For most engineers, this process is invisible. However, understanding the garbage collector mechanism is very important. In this article we will see what JavaScript garbage collector is and how it works.
What is Garbage Collector?
A garbage collector is a mechanism that automatically frees memory that is no longer being used by a program.
When your JavaScript code creates objects, arrays, functions, etc, memory is allocated for them. Over time, some of these values become unreachable, meaning no part of the program can access them anymore.
The garbage collector identifies these unreachable values and reclaims their memory, making it available for future allocations.
In simple terms:
You create objects → memory is allocated
Objects become unused → memory becomes garbage
Garbage collector cleans it up
This process prevents programs from consuming more and more memory over time.
JS Memory Lifecycle
The JavaScript memory lifecycle generally follows three steps:
1. Memory Allocation
Memory is automatically allocated when values are created.
Example:
let user = {
name: “Razvan”,
age: 21
};
Here, memory is allocated for:
- the object
- its properties
- the string values
2. Memory Usage
The allocated memory is used by reading or writing values.
console.log(user.name);
user.age = 40;
During this phase, the program accesses stored data.
3. Memory Release
Once a value becomes unreachable, the garbage collector can free it.
user = null;
By removing the reference, the object may become eligible for garbage collection.
Reachability concept
Modern JavaScript garbage collectors rely on the concept of reachability.

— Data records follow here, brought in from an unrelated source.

use crate::audio::{AudioOutput, PositionFeed};
use crate::clock::PlaybackClock;
use crate::error::AudioError;
use crate::event::PlayerEvent;
use crate::lyrics::{BeforeFirstLine, LyricSync, Lyrics};
use crate::playback::{PlaybackState, TrackInfo};
use crate::seek::{seek_time, TrackGeometry};
use crate::time::DurationExt;
use std::mem;
use std::time::Duration;
use tracing::{debug, warn};

const LOG_TARGET: &str = "playdeck::player";

/// Player state machine bound to one audio output.
///
/// All mutations are synchronous. Each call records the events it caused;
/// the owner drains them with [`Player::drain_events`] after every call. The
/// lyric index is always recomputed in the same call that moved the position.
///
/// The audio output is released exactly once, either through
/// [`Player::release`] or when the player is dropped.
pub struct Player<A: AudioOutput> {
    track: TrackInfo,
    state: PlaybackState,
    sync: LyricSync,
    clock: PlaybackClock,
    audio: A,
    released: bool,
    events: Vec<PlayerEvent>,
}

impl<A: AudioOutput> Player<A> {
    /// Mount a player paused at the start of `track`
    pub fn new(
        track: TrackInfo,
        lyrics: Lyrics,
        policy: BeforeFirstLine,
        clock: PlaybackClock,
        audio: A,
    ) -> Self {
        let sync = LyricSync::new(lyrics, policy);
        let mut state = PlaybackState::new(track.duration);
        state.lyric_index = sync.current();

        Self {
            track,
            state,
            sync,
            clock,
            audio,
            released: false,
            events: Vec::new(),
        }
    }

    #[must_use]
    pub const fn state(&self) -> &PlaybackState {
        &self.state
    }

    #[must_use]
    pub const fn track(&self) -> &TrackInfo {
        &self.track
    }

    #[must_use]
    pub const fn lyrics(&self) -> &Lyrics {
        self.sync.lyrics()
    }

    #[must_use]
    pub const fn clock(&self) -> &PlaybackClock {
        &self.clock
    }

    /// Take the events recorded since the last drain
    pub fn drain_events(&mut self) -> Vec<PlayerEvent> {
        mem::take(&mut self.events)
    }

    /// Take the audio output's position notifications, if it has any
    pub fn take_position_feed(&mut self) -> Option<PositionFeed> {
        self.audio.take_position_feed()
    }

    /// Flip between playing and paused.
    ///
    /// # Errors
    ///
    /// Returns an error if the audio output fails to start; the player stays
    /// paused.
    pub fn toggle_play(&mut self) -> Result<(), AudioError> {
        if self.state.is_playing {
            self.pause();
            Ok(())
        } else {
            self.play()
        }
    }

    /// Start playback. Does nothing if already playing.
    ///
    /// # Errors
    ///
    /// Returns an error if the audio output fails to start or was released.
    pub fn play(&mut self) -> Result<(), AudioError> {
        if self.state.is_playing {
            return Ok(());
        }
        if self.released {
            return self.fail(AudioError::Released);
        }
        if let Err(e) = self.audio.play() {
            return self.fail(e);
        }

        self.state.is_playing = true;
        self.emit(PlayerEvent::PlaybackStarted {
            position: self.state.position,
        });
        Ok(())
    }

    /// Pause playback. Does nothing if already paused.
    pub fn pause(&mut self) {
        if !self.state.is_playing {
            return;
        }
        self.audio.pause();
        self.state.is_playing = false;
        self.emit(PlayerEvent::PlaybackPaused {
            position: self.state.position,
        });
    }

    /// One clock period elapsed.
    ///
    /// Ignored unless playing and not dragging. When the audio output knows
    /// its own position that position wins over the fixed increment.
    pub fn tick(&mut self) {
        if self.released || !self.state.clock_should_tick() {
            return;
        }

        if self.audio.is_finished() {
            self.wrap_to_start();
        } else if let Some(position) = self.audio.position() {
            self.follow_audio(position);
        } else {
            let next = self.clock.advance(self.state.position, self.state.duration);
            self.set_position(next);
        }
    }

    /// Position reported by the audio source.
    ///
    /// Ignored while the user is dragging, since the pointer owns the position
    /// then.
    pub fn apply_audio_position(&mut self, position: Duration) {
        if self.released || self.state.is_dragging {
            return;
        }
        self.follow_audio(position);
    }

    /// Jump to `position`, clamped to the track.
    ///
    /// # Errors
    ///
    /// Returns an error if the audio output cannot seek; position and lyric
    /// line are left unchanged.
    pub fn seek_to(&mut self, position: Duration) -> Result<(), AudioError> {
        if self.released {
            return self.fail(AudioError::Released);
        }

        let position = position.min(self.state.duration);
        if let Err(e) = self.audio.seek(position) {
            return self.fail(e);
        }

        self.set_position(position);
        self.emit(PlayerEvent::SeekOccurred { position });
        Ok(())
    }

    /// Click on the progress track.
    ///
    /// # Errors
    ///
    /// See [`Player::seek_to`].
    pub fn click_seek(&mut self, x: f64, track: TrackGeometry) -> Result<(), AudioError> {
        self.seek_to(seek_time(x, track, self.state.duration))
    }

    /// Pointer pressed on the progress track
    pub fn drag_start(&mut self) {
        if self.released || self.state.is_dragging {
            return;
        }
        self.state.is_dragging = true;
        self.emit(PlayerEvent::DragStarted);
    }

    /// Pointer moved; only applies while a drag is in progress.
    ///
    /// # Errors
    ///
    /// See [`Player::seek_to`].
    pub fn drag_move(&mut self, x: f64, track: TrackGeometry) -> Result<(), AudioError> {
        if !self.state.is_dragging {
            return Ok(());
        }
        self.seek_to(seek_time(x, track, self.state.duration))
    }

    /// Pointer released or left the track
    pub fn drag_end(&mut self) {
        if !self.state.is_dragging {
            return;
        }
        self.state.is_dragging = false;
        self.emit(PlayerEvent::DragEnded {
            position: self.state.position,
        });
    }

    pub fn toggle_like(&mut self) {
        self.state.is_liked = !self.state.is_liked;
        self.emit(PlayerEvent::LikeChanged {
            liked: self.state.is_liked,
        });
    }

    pub fn toggle_shuffle(&mut self) {
        self.state.is_shuffle = !self.state.is_shuffle;
        self.emit(PlayerEvent::ShuffleChanged {
            shuffle: self.state.is_shuffle,
        });
    }

    pub fn toggle_repeat(&mut self) {
        self.state.is_repeat = !self.state.is_repeat;
        self.emit(PlayerEvent::RepeatChanged {
            repeat: self.state.is_repeat,
        });
    }

    /// Build the share text for what is playing, e.g. `Song by Artist @ 1:05`
    pub fn share(&mut self) -> String {
        let text = format!(
            "{} by {} @ {}",
            self.track.title,
            self.track.artist,
            self.state.position.format_clock()
        );
        self.emit(PlayerEvent::ShareRequested { text: text.clone() });
        text
    }

    /// Stop playback and release the audio output.
    ///
    /// Safe to call more than once; only the first call has an effect.
    pub fn release(&mut self) {
        if self.released {
            return;
        }

        self.pause();
        self.state.is_dragging = false;
        self.audio.release();
        self.released = true;

        debug!(target: LOG_TARGET, "Audio output released");
        self.emit(PlayerEvent::Stopped);
    }

    fn follow_audio(&mut self, position: Duration) {
        let duration = self.state.duration;
        if self.state.is_playing && !duration.is_zero() && position >= duration {
            self.wrap_to_start();
        } else {
            self.set_position(position);
        }
    }

    /// Loop back to the start, keeping the audio in step
    fn wrap_to_start(&mut self) {
        if let Err(e) = self.audio.seek(Duration::ZERO) {
            warn!(target: LOG_TARGET, "Failed to rewind audio at end of track: {e}");
            self.emit(PlayerEvent::Error {
                message: e.to_string(),
            });
        }
        self.set_position(Duration::ZERO);
    }

    fn set_position(&mut self, position: Duration) {
        let position = position.min(self.state.duration);
        if position != self.state.position {
            self.state.position = position;
            self.emit(PlayerEvent::PositionChanged { position });
        }

        if let Some(index) = self.sync.update(position) {
            self.state.lyric_index = Some(index);
            self.emit(PlayerEvent::ActiveLineChanged { index });
        }
    }

    fn fail(&mut self, err: AudioError) -> Result<(), AudioError> {
        warn!(target: LOG_TARGET, "Audio output error: {err}");
        self.emit(PlayerEvent::Error {
            message: err.to_string(),
        });
        Err(err)
    }

    fn emit(&mut self, event: PlayerEvent) {
        self.events.push(event);
    }
}

impl<A: AudioOutput> Drop for Player<A> {
    fn drop(&mut self) {
        self.release();
    }
}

An object is considered reachable if it can be accessed from the root of the program.
Typical roots include:
Global variables
Variables in the current call stack
Closures
References from other reachable objects
Example:
let user = {
profile: {
name: “John”
}
};
If user becomes null, both profile and name also become unreachable.
user = null;
At this point, the entire object tree can be cleaned by the garbage collector.
The Mark-and-Sweep Algorithm
The most widely used garbage collection algorithm in JavaScript engines is Mark-and-Sweep.
The process works in two phases:
1. Mark Phase
The garbage collector starts from the root objects and recursively marks all reachable objects.
Anything that can be accessed from the root is marked as alive.
2. Sweep Phase
After marking, the collector scans the memory heap and removes any object that was not marked.
These unmarked objects are considered garbage.
Root
│
├── Object A
│ └── Object B
│
└── Object C
Object D (unreachable)
In this scenario:
A, B, and C remain
D is removed
Note: Modern engines such as V8 (Chrome / NodeJS) implement more advanced strategies on top of Mark-and-Sweep. Some of these include generational / incremental / concurrent garbage collection.
Generational GC implies objects divided in 2 generations:
– young generation (newly created objects)
– old generation (objects that survive multiple GC cycles)
Most objects die young, so GC runs more frequently on the young generation, improving performance.
Incremental GC – instead of freezing the app to run GC all at once, incremental GC breaks the work into smaller chunks, reducing pauses.
Concurrent GC – some parts of the garbage collection process run in parallel with the main JavaScript thread, further reducing blocking time.
In modern JS development, having a basic understanding of the garbage collector is an important part of writing cleaner and more performant code.